-- Records to use follows --

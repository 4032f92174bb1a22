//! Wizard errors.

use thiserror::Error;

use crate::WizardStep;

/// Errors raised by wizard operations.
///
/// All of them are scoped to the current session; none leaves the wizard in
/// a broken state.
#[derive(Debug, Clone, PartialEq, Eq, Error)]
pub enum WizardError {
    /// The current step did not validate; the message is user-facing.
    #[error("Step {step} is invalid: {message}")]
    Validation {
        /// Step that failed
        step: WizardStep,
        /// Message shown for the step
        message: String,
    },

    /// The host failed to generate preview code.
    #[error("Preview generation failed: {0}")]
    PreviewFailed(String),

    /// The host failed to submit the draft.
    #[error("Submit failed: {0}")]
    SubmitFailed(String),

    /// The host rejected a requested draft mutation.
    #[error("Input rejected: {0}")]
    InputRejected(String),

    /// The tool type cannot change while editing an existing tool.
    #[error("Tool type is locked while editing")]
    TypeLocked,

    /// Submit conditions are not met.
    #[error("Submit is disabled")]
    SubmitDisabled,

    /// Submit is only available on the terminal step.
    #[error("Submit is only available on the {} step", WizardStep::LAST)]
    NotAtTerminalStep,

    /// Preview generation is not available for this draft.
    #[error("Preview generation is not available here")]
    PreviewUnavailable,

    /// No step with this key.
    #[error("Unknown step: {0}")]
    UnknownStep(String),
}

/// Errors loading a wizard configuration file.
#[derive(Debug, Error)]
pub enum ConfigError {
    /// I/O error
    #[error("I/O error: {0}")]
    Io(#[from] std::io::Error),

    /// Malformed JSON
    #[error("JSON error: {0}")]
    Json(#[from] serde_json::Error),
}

-- Records to use concluded --

Task requirements:
In the entries above, find each line with "derive" and list it.

Response:
#[derive(Debug, Clone, PartialEq, Eq, Error)]
#[derive(Debug, Error)]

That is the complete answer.